Taste Bud Profile
Philip Krajeck
I loved hearing about Chef Philip's philosophy on hospitality and creating experiences for people. After so many years in the restaurant industry, I could totally relate. The idea that every interaction is an opportunity is such an important one for great service, and also for expanding and surpassing expectations.
Philip Krajeck: My mother is Norwegian, and my father is 3rd generation Polish American. We moved around quite a bit when I was younger, since my father has a military background and also worked for NATO, but my formative years were spent in Brussels, Belgium. I went to an international school with 36 different nationalities represented in my graduating class.
While I never had any inkling that food would become my career—to be honest, I was a little lost when I finished school—I can look back now at the way I was raised and see a much clearer line to who I am now.
In Brussels, I lived in a small suburb, with nothing particularly notable or special about it in Belgium, though in hindsight it was worlds away from the norm in the US. The neighborhood had a charcuterie shop, a bakery, a patisserie, a farmer’s market every other day, and this was all just normal. Having fresh baked bread every day was just a given. I grew up with it, and certainly didn’t appreciate it till I left. When I finished school, I moved to Florida for college, and it was like night and day—there was one tiny grocery store in town and the food at school was awful. That’s when I realized that food was important to me. I thought back to my best moments with my friends, where we’d pick up a chicken and a baguette from the market, pommes frites, some beers, and just hang out in a park with a casual but delicious spread in front of you, and I missed those moments.

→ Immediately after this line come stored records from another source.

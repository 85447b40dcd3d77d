use async_trait::async_trait;
use quotaguard_types::{AccountCredentials, QuotaInfo};

use crate::error::QuotaGuardError;

/// Strategy object that turns one account's credentials into a fresh
/// [`QuotaInfo`] snapshot by calling an upstream provider.
///
/// One implementation per `ProviderType`/`Provider`, registered by the
/// Active collector the same way the teacher registers connectors by key.
/// Errors distinguish rate-limiting (which sets `blocked_until` but does
/// not trip the breaker) from everything else (which counts toward the
/// breaker's failure threshold).
#[async_trait]
pub trait QuotaFetcher: Send + Sync {
    /// Fetches a fresh quota snapshot for the given account.
    ///
    /// Implementations should return `QuotaGuardError::RateLimited` for a
    /// provider-reported rate limit, `QuotaGuardError::AuthFailure` for an
    /// auth/credential rejection, and `QuotaGuardError::TransientFetchError`
    /// for anything else retryable.
    async fn fetch_quota(
        &self,
        account_id: &quotaguard_types::AccountId,
        credentials: &AccountCredentials,
    ) -> Result<QuotaInfo, QuotaGuardError>;

    /// Stable name used in logs and breaker diagnostics (e.g. `"openai-codex"`).
    fn name(&self) -> &'static str;
}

I cared not only about its deliciousness, but the ritual of picking it up, appreciating the people who made or grew it, and then watching it transform into an entire experience, not just an item.
I started cooking for my friends and my family, and eventually in a restaurant. I happened to get my first real cooking job in a kitchen that cared very deeply about consciously sourcing, and I did my own research on how I could potentially create something of my own with extremely high ethics on sourcing and serving. I wanted a hospitable space, which had a lot of personality but also didn’t make that personality the center of the experience—I didn’t want anything pretentious. Because if you can create that environment of hospitality, you can create really honest moments of engagement with people—like when someone says “wow, I didn’t know chicken could taste like this.” And our server can explain that it’s because it came from a farmer who only lets the chickens run around in a pasture and eat bugs and feed naturally, so it will of course taste different from what is considered normal.
I’ve always looked at our greater vision as being able to help people recognize these things about food without beating them over the head with ideology. It’s not about my own ego as a chef, it’s about letting other people have their own experiences, and maybe helping them get there.
I hate to say it, but my parents didn’t directly influence me with cooking. It was pretty basic fare—there was always a can of cream of mushroom soup to stir in to green beans. But they exposed me to so much through their travel and their work. My mom may have scooped Ragu out of the jar and onto noodles for us occasionally, but she also let me eat dinner at my Italian neighbor’s house every time my parents travelled. And there I’d have a primi, a secondi, an antipasto course, a pasta course, salad after protein—it was like a 2.5 hour affair, for Tuesday night dinner. And while that sounds elaborate, the food itself was hyper-minimalist and traditional. The most fundamental things like water, flour, and milk, could combine to create an entire universe of flavor. Even though I didn’t know it then, that’s when I first started to really appreciate the simplest things— the synergy between the noodle and the condiment. Now I can look back at my career and know that it was that experience that made just water and flour the cornerstones of my career.
Getting people to see the value in these simple, primal things is so important to me now. It’s crazy that we have to reverse engineer these experiences—things that were so normal and the natural evolution of the time and place things were grown—but we do. And I’m proud to work hard to get back to that, and figure out ways not just to appreciate food, but to not waste it, and not take it for granted.
I’m grateful that my daughters were similarly exposed when they were young, and also that they are much more aware of it than I was. They used to stay with their grandmother, who is Greek, every summer. She owned a tiny pastry shop outside of Thessaloniki, and made sure that my daughters were immersed in the culture, which really meant immersed in the food. Through those experiences, they have the same voracious appetite for these super authentic food moments as I do. I think of what it has meant in my daughters’ lives to really appreciate a perfectly ripe fruit, for example, and the desire to not just eat it when it’s fresh but preserve if you have extra and waste nothing. They watched their grandmother meticulously use every scrap of everything. Getting kids in this country connected to the value of food and the ecosystem and lives it supports is such a good way to bring everybody up together. And I do think if you can spark something in them early on, they’ll be much more open to living thoughtfully later on.